AVAILABLE DATA:
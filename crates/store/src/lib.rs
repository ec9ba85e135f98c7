//! Storage implementations for StorePilot.
//!
//! Both backends implement `KnowledgeStore` and `FactStore` from
//! `storepilot-core`; the pipeline only ever sees the loaded snapshots.

pub mod file_backend;
pub mod in_memory;
pub mod seed;

pub use file_backend::FileStore;
pub use in_memory::InMemoryStore;
pub use seed::default_knowledge_base;
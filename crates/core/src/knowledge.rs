//! Knowledge base entries used to ground customer-service replies.

use serde::{Deserialize, Serialize};

use crate::error::KnowledgeError;

/// A curated question/answer pair.
///
/// Entries are never patched in place: an edit replaces the whole entry.
#[derive(Debug, Clone, PartialEq, Eq, Serialize, Deserialize)]
pub struct KnowledgeEntry {
    pub id: String,

    #[serde(default)]
    pub category: String,

    /// The trigger text matched against operator queries.
    pub question: String,

    pub answer: String,
}

impl KnowledgeEntry {
    pub fn new(
        id: impl Into<String>,
        category: impl Into<String>,
        question: impl Into<String>,
        answer: impl Into<String>,
    ) -> Self {
        Self {
            id: id.into(),
            category: category.into(),
            question: question.into(),
            answer: answer.into(),
        }
    }
}

/// An ordered knowledge collection with unique ids.
#[derive(Debug, Clone, Default, PartialEq, Eq, Serialize, Deserialize)]
#[serde(try_from = "Vec<KnowledgeEntry>", into = "Vec<KnowledgeEntry>")]
pub struct KnowledgeBase {
    entries: Vec<KnowledgeEntry>,
}

impl TryFrom<Vec<KnowledgeEntry>> for KnowledgeBase {
    type Error = KnowledgeError;

    fn try_from(entries: Vec<KnowledgeEntry>) -> Result<Self, Self::Error> {
        Self::from_entries(entries)
    }
}

impl From<KnowledgeBase> for Vec<KnowledgeEntry> {
    fn from(base: KnowledgeBase) -> Self {
        base.entries
    }
}

impl KnowledgeBase {
    pub fn new() -> Self {
        Self::default()
    }

    /// Build a base from loaded entries. Later duplicates of an id are rejected.
    pub fn from_entries(entries: Vec<KnowledgeEntry>) -> Result<Self, KnowledgeError> {
        let mut base = Self::new();
        for entry in entries {
            base.insert(entry)?;
        }
        Ok(base)
    }

    pub fn entries(&self) -> &[KnowledgeEntry] {
        &self.entries
    }

    pub fn into_entries(self) -> Vec<KnowledgeEntry> {
        self.entries
    }

    pub fn len(&self) -> usize {
        self.entries.len()
    }

    pub fn is_empty(&self) -> bool {
        self.entries.is_empty()
    }

    pub fn get(&self, id: &str) -> Option<&KnowledgeEntry> {
        self.entries.iter().find(|e| e.id == id)
    }

    /// Append a new entry.
    pub fn insert(&mut self, entry: KnowledgeEntry) -> Result<(), KnowledgeError> {
        if self.get(&entry.id).is_some() {
            return Err(KnowledgeError::DuplicateId(entry.id));
        }
        self.entries.push(entry);
        Ok(())
    }

    /// Replace the entry with the same id, keeping its position.
    ///
    /// Returns the previous entry.
    pub fn replace(&mut self, entry: KnowledgeEntry) -> Result<KnowledgeEntry, KnowledgeError> {
        let slot = self
            .entries
            .iter_mut()
            .find(|e| e.id == entry.id)
            .ok_or_else(|| KnowledgeError::UnknownId(entry.id.clone()))?;
        Ok(std::mem::replace(slot, entry))
    }

    pub fn remove(&mut self, id: &str) -> Option<KnowledgeEntry> {
        let index = self.entries.iter().position(|e| e.id == id)?;
        Some(self.entries.remove(index))
    }
}
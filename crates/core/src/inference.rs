//! Inference backend trait: the abstraction over the generative endpoint.
//!
//! A backend knows how to send one composed [`ModelRequest`] and hand back the
//! raw output. It never validates content; that is the response validator's job.
//!
//! Implementations: the HTTP client in `storepilot-providers`, scripted
//! backends in tests.

use async_trait::async_trait;
use serde::{Deserialize, Serialize};

use crate::error::InferenceError;

/// The role of a prompt message.
#[derive(Debug, Clone, Copy, PartialEq, Eq, Serialize, Deserialize)]
#[serde(rename_all = "lowercase")]
pub enum Role {
    /// Instructions and grounding
    System,
    /// The operator's request
    User,
}

#[derive(Debug, Clone, PartialEq, Eq, Serialize, Deserialize)]
pub struct PromptMessage {
    pub role: Role,
    pub content: String,
}

impl PromptMessage {
    pub fn system(content: impl Into<String>) -> Self {
        Self {
            role: Role::System,
            content: content.into(),
        }
    }

    pub fn user(content: impl Into<String>) -> Self {
        Self {
            role: Role::User,
            content: content.into(),
        }
    }
}

/// A fully composed request, independent of any wire format.
#[derive(Debug, Clone, PartialEq, Eq, Serialize, Deserialize)]
#[serde(tag = "kind", rename_all = "snake_case")]
pub enum ModelRequest {
    /// Text completion (chat, copy, forecast).
    Completion {
        model: String,
        messages: Vec<PromptMessage>,
        /// Ask the endpoint to constrain output to a JSON object.
        #[serde(default, rename = "structuredOutput", skip_serializing_if = "std::ops::Not::not")]
        structured_output: bool,
    },

    /// Image synthesis.
    Image {
        prompt: String,
        #[serde(default, rename = "aspectRatio", skip_serializing_if = "Option::is_none")]
        aspect_ratio: Option<String>,
    },
}

impl ModelRequest {
    pub fn is_structured(&self) -> bool {
        matches!(
            self,
            ModelRequest::Completion {
                structured_output: true,
                ..
            }
        )
    }
}

/// What came back from the endpoint, before validation.
#[derive(Debug, Clone, PartialEq, Eq, Serialize, Deserialize)]
#[serde(tag = "kind", content = "value", rename_all = "snake_case")]
pub enum RawModelOutput {
    Text(String),
    ImageUrl(String),
}

/// The core inference trait.
///
/// One call is exactly one outbound request: implementations must not retry.
#[async_trait]
pub trait InferenceBackend: Send + Sync {
    /// A human-readable name for this backend (e.g. "openai", "scripted").
    fn name(&self) -> &str;

    async fn invoke(&self, request: &ModelRequest) -> Result<RawModelOutput, InferenceError>;

    /// Health check: can we reach the endpoint?
    async fn health_check(&self) -> Result<bool, InferenceError> {
        Ok(true)
    }
}
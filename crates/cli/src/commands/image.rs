//! `storepilot image`: Synthesize a product photograph.

use storepilot_core::intent::{AspectRatio, ImageIntent, Lighting, SceneStyle};

use super::{CmdResult, ProductArgs, build_pipeline, load_config, report};

pub async fn run(
    scene: SceneStyle,
    lighting: Lighting,
    aspect_ratio: AspectRatio,
    details: Option<String>,
    product: ProductArgs,
) -> CmdResult {
    let config = load_config()?;
    let pipeline = build_pipeline(&config)?;

    let intent = ImageIntent {
        scene,
        lighting,
        aspect_ratio,
        details: details.unwrap_or_default(),
    };

    eprint!("  Rendering...");
    let image = pipeline.image(intent, product.into_attributes()).await;
    eprint!("\r              \r");

    let image = image.inspect_err(report)?;
    println!("🖼️  {}", image.url);
    Ok(())
}
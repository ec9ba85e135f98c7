//! `storepilot forecast`: Short-horizon sales forecast from imported facts.

use chrono::{Duration, Local, NaiveDate};
use storepilot_config::AppConfig;
use storepilot_core::intent::ForecastIntent;
use storepilot_core::store::FactStore;
use storepilot_pipeline::DateRange;

use super::{CmdResult, ProductArgs, build_pipeline, context_with_parameters, load_config, open_store, report};

pub struct ForecastArgs {
    pub identifier: String,
    pub spec: Option<String>,
    pub factors: Option<String>,
    pub horizon: Option<u32>,
    pub start: Option<NaiveDate>,
    pub end: Option<NaiveDate>,
    pub product: ProductArgs,
    pub params: Vec<(String, String)>,
    pub json: bool,
}

/// Resolve the history window: `end` defaults to today, `start` to
/// `lookback_days` before `end`.
pub fn resolve_range(
    config: &AppConfig,
    start: Option<NaiveDate>,
    end: Option<NaiveDate>,
    today: NaiveDate,
) -> DateRange {
    let end = end.unwrap_or(today);
    let start =
        start.unwrap_or_else(|| end - Duration::days(i64::from(config.forecast.lookback_days)));
    DateRange::new(
        start.format("%Y-%m-%d").to_string(),
        end.format("%Y-%m-%d").to_string(),
    )
}

pub async fn run(args: ForecastArgs) -> CmdResult {
    let config = load_config()?;
    let pipeline = build_pipeline(&config)?;
    let store = open_store(&config);

    let range = resolve_range(&config, args.start, args.end, Local::now().date_naive());
    let rows = store.query_fact_rows(&range.start, &range.end).await?;

    let intent = ForecastIntent {
        identifier: args.identifier,
        spec: args.spec.unwrap_or_default(),
        factors: args.factors.unwrap_or_default(),
        horizon_days: args.horizon.unwrap_or(config.forecast.horizon_days),
    };
    let context = context_with_parameters(args.product.into_attributes(), args.params);

    println!(
        "📈 Forecasting {} from {} to {} ({} fact rows in range)",
        intent.identifier,
        range.start,
        range.end,
        rows.len()
    );

    let forecast = pipeline
        .forecast(intent, &rows, &range, context)
        .await
        .inspect_err(report)?;

    if args.json {
        println!("{}", serde_json::to_string_pretty(&forecast)?);
        return Ok(());
    }

    println!("\n  Summary:  {}", forecast.summary);
    println!("  Analysis: {}\n", forecast.analysis);
    if forecast.declined() {
        println!("  ⚠️  The model declined to forecast from this history.");
    } else {
        for point in &forecast.forecast {
            println!("  {}  {:>10.1}", point.date, point.predicted_sales);
        }
        println!("  ──────────────────────");
        println!("  Total       {:>10.1}", forecast.total_predicted_sales());
    }
    Ok(())
}
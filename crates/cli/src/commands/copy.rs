//! `storepilot copy`: Generate platform marketing copy.

use storepilot_core::intent::{CopyIntent, Platform, Strategy};

use super::{CmdResult, ProductArgs, build_pipeline, context_with_parameters, load_config, report};

pub async fn run(
    platform: Platform,
    strategy: Strategy,
    product: ProductArgs,
    params: Vec<(String, String)>,
    json: bool,
) -> CmdResult {
    let config = load_config()?;
    let pipeline = build_pipeline(&config)?;
    let context = context_with_parameters(product.into_attributes(), params);

    let copy = pipeline
        .copy(CopyIntent { platform, strategy }, context)
        .await
        .inspect_err(report)?;

    if json {
        println!("{}", serde_json::to_string_pretty(&copy)?);
        return Ok(());
    }

    println!("✍️  {} / {strategy}", platform.display_name());
    println!("================================\n");
    println!("  Headline: {}\n", copy.headline);
    for line in copy.copy.lines() {
        println!("  {line}");
    }
    println!("\n  Visual hooks: {}", copy.visual_hooks);
    if !copy.keywords.is_empty() {
        println!("  Keywords:     {}", copy.keywords.join(", "));
    }
    Ok(())
}
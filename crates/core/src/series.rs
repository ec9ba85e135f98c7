//! Transaction facts and the daily series derived from them.

use serde::{Deserialize, Serialize};

/// One transaction record as it comes out of the fact store.
///
/// `quantity` is kept as raw JSON so that a single malformed value can be
/// tolerated by the aggregator instead of failing deserialization of the whole
/// batch.
#[derive(Debug, Clone, PartialEq, Serialize, Deserialize)]
pub struct FactRow {
    pub identifier: String,

    /// Zero-padded ISO date, `YYYY-MM-DD`.
    pub date: String,

    #[serde(default)]
    pub quantity: serde_json::Value,
}

impl FactRow {
    pub fn new(identifier: impl Into<String>, date: impl Into<String>, quantity: f64) -> Self {
        Self {
            identifier: identifier.into(),
            date: date.into(),
            quantity: serde_json::json!(quantity),
        }
    }

    /// The numeric quantity, or `None` when missing or not a number.
    pub fn quantity(&self) -> Option<f64> {
        numeric_value(&self.quantity)
    }
}

/// Aggregated sales for one calendar day.
#[derive(Debug, Clone, PartialEq, Serialize, Deserialize)]
pub struct DailyPoint {
    pub date: String,
    pub value: f64,
}

impl DailyPoint {
    pub fn new(date: impl Into<String>, value: f64) -> Self {
        Self {
            date: date.into(),
            value,
        }
    }
}

/// Read a JSON value as a finite number.
///
/// Accepts JSON numbers and strings that parse cleanly as a number after
/// trimming (`"12"`, `" 3.5 "`). Anything else, including `NaN`/`inf`
/// spellings and strings with units, is `None`.
pub fn numeric_value(value: &serde_json::Value) -> Option<f64> {
    let n = match value {
        serde_json::Value::Number(n) => n.as_f64()?,
        serde_json::Value::String(s) => s.trim().parse::<f64>().ok()?,
        _ => return None,
    };
    n.is_finite().then_some(n)
}
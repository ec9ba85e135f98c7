//! `storepilot facts import`: Load transaction rows into the fact store.

use storepilot_core::series::FactRow;

use super::{CmdResult, load_config, open_store};

/// Parse either a JSON array of rows or one JSON row per line.
pub fn parse_rows(content: &str) -> Result<Vec<FactRow>, serde_json::Error> {
    if content.trim_start().starts_with('[') {
        return serde_json::from_str(content);
    }
    content
        .lines()
        .filter(|line| !line.trim().is_empty())
        .map(serde_json::from_str)
        .collect()
}

/// Read and parse an export file.
pub async fn read_rows(path: &str) -> Result<Vec<FactRow>, String> {
    let content = tokio::fs::read_to_string(path)
        .await
        .map_err(|e| format!("Failed to read {path}: {e}"))?;
    parse_rows(&content).map_err(|e| format!("Invalid fact rows in {path}: {e}"))
}

pub async fn import(path: String) -> CmdResult {
    let config = load_config()?;
    let store = open_store(&config);

    let rows = read_rows(&path).await?;
    let count = store.append_fact_rows(&rows).await?;

    println!("📥 Imported {count} fact row(s) into {}", store.facts_path().display());
    Ok(())
}

#[cfg(test)]
mod tests {
    use super::*;

    #[test]
    fn parses_array_and_lines() {
        let array = r#"[{"identifier":"A","date":"2024-01-01","quantity":3}]"#;
        assert_eq!(parse_rows(array).unwrap().len(), 1);

        let lines = "{\"identifier\":\"A\",\"date\":\"2024-01-01\",\"quantity\":3}\n\n{\"identifier\":\"B\",\"date\":\"2024-01-02\"}\n";
        let rows = parse_rows(lines).unwrap();
        assert_eq!(rows.len(), 2);
        assert_eq!(rows[1].quantity(), None);
    }

    #[test]
    fn bad_line_fails_the_import() {
        assert!(parse_rows("{\"identifier\":\"A\"}\nnope").is_err());
    }

    #[tokio::test]
    async fn read_rows_from_export_file() {
        let dir = tempfile::tempdir().unwrap();
        let path = dir.path().join("export.jsonl");
        tokio::fs::write(
            &path,
            "{\"identifier\":\"A\",\"date\":\"2024-01-01\",\"quantity\":3}\n",
        )
        .await
        .unwrap();

        let rows = read_rows(path.to_str().unwrap()).await.unwrap();
        assert_eq!(rows.len(), 1);
        assert_eq!(rows[0].identifier, "A");

        let missing = dir.path().join("missing.jsonl");
        let err = read_rows(missing.to_str().unwrap()).await.unwrap_err();
        assert!(err.starts_with("Failed to read"));
    }
}
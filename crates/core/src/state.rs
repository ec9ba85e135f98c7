//! Per-request lifecycle.
//!
//! ```text
//! Composed → Dispatched → { FailedTransport | FailedEndpoint | Received }
//! Received → { Validated | FailedSchema }
//! ```
//!
//! There is no retry edge: a caller that sees a failed terminal state starts a
//! fresh request at `Composed`.

use serde::{Deserialize, Serialize};

#[derive(Debug, Clone, Copy, PartialEq, Eq, Hash, Serialize, Deserialize)]
#[serde(rename_all = "snake_case")]
pub enum RequestState {
    Composed,
    Dispatched,
    Received,
    Validated,
    FailedTransport,
    FailedEndpoint,
    FailedSchema,
}

impl RequestState {
    pub fn is_terminal(self) -> bool {
        matches!(
            self,
            RequestState::Validated
                | RequestState::FailedTransport
                | RequestState::FailedEndpoint
                | RequestState::FailedSchema
        )
    }

    pub fn can_transition_to(self, next: RequestState) -> bool {
        use RequestState::*;
        matches!(
            (self, next),
            (Composed, Dispatched)
                | (Dispatched, FailedTransport)
                | (Dispatched, FailedEndpoint)
                | (Dispatched, Received)
                | (Received, Validated)
                | (Received, FailedSchema)
        )
    }

    pub fn as_str(self) -> &'static str {
        match self {
            RequestState::Composed => "composed",
            RequestState::Dispatched => "dispatched",
            RequestState::Received => "received",
            RequestState::Validated => "validated",
            RequestState::FailedTransport => "failed_transport",
            RequestState::FailedEndpoint => "failed_endpoint",
            RequestState::FailedSchema => "failed_schema",
        }
    }
}

impl std::fmt::Display for RequestState {
    fn fmt(&self, f: &mut std::fmt::Formatter<'_>) -> std::fmt::Result {
        f.write_str(self.as_str())
    }
}
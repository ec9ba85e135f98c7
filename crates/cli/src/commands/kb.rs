//! `storepilot kb`: Knowledge base management commands.
//!
//! Every change loads the whole base, applies one edit, and saves the whole
//! base back.

use storepilot_core::knowledge::{KnowledgeBase, KnowledgeEntry};
use storepilot_core::store::KnowledgeStore;
use uuid::Uuid;

use super::{CmdResult, load_config, open_store};

async fn load(store: &impl KnowledgeStore) -> Result<KnowledgeBase, Box<dyn std::error::Error>> {
    Ok(KnowledgeBase::from_entries(store.load_knowledge_base().await?)?)
}

pub fn new_entry_id() -> String {
    let id = Uuid::new_v4().simple().to_string();
    format!("kb-{}", &id[..8])
}

pub async fn list() -> CmdResult {
    let config = load_config()?;
    let store = open_store(&config);
    let base = load(&store).await?;

    println!("📚 Knowledge Base ({} entries)", base.len());
    println!("==============================");
    if base.is_empty() {
        println!("   No entries yet. Add one with `storepilot kb add`.");
    }
    for entry in base.entries() {
        let category = if entry.category.is_empty() {
            "-"
        } else {
            entry.category.as_str()
        };
        println!("  [{}] ({category}) {}", entry.id, entry.question);
        println!("      → {}", entry.answer);
    }
    Ok(())
}

pub async fn add(question: String, answer: String, category: Option<String>) -> CmdResult {
    let config = load_config()?;
    let store = open_store(&config);
    let mut base = load(&store).await?;

    let entry = KnowledgeEntry::new(new_entry_id(), category.unwrap_or_default(), question, answer);
    let id = entry.id.clone();
    base.insert(entry)?;
    store.save_knowledge_base(base.entries()).await?;

    println!("✅ Added entry {id}");
    Ok(())
}

pub async fn edit(
    id: String,
    question: Option<String>,
    answer: Option<String>,
    category: Option<String>,
) -> CmdResult {
    let config = load_config()?;
    let store = open_store(&config);
    let mut base = load(&store).await?;

    let current = base
        .get(&id)
        .cloned()
        .ok_or_else(|| format!("No entry with id: {id}"))?;
    let replacement = KnowledgeEntry::new(
        id.clone(),
        category.unwrap_or(current.category),
        question.unwrap_or(current.question),
        answer.unwrap_or(current.answer),
    );
    base.replace(replacement)?;
    store.save_knowledge_base(base.entries()).await?;

    println!("✅ Updated entry {id}");
    Ok(())
}

pub async fn remove(id: String) -> CmdResult {
    let config = load_config()?;
    let store = open_store(&config);
    let mut base = load(&store).await?;

    if base.remove(&id).is_none() {
        return Err(format!("No entry with id: {id}").into());
    }
    store.save_knowledge_base(base.entries()).await?;

    println!("🗑️  Removed entry {id}");
    Ok(())
}

#[cfg(test)]
mod tests {
    use super::*;

    #[test]
    fn generated_ids_are_short_and_distinct() {
        let a = new_entry_id();
        let b = new_entry_id();
        assert!(a.starts_with("kb-"));
        assert_eq!(a.len(), 11);
        assert_ne!(a, b);
    }
}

PROBLEM: Work through the material above. Then report how many of its lines contain "history", and only that.

RESPONSE: 2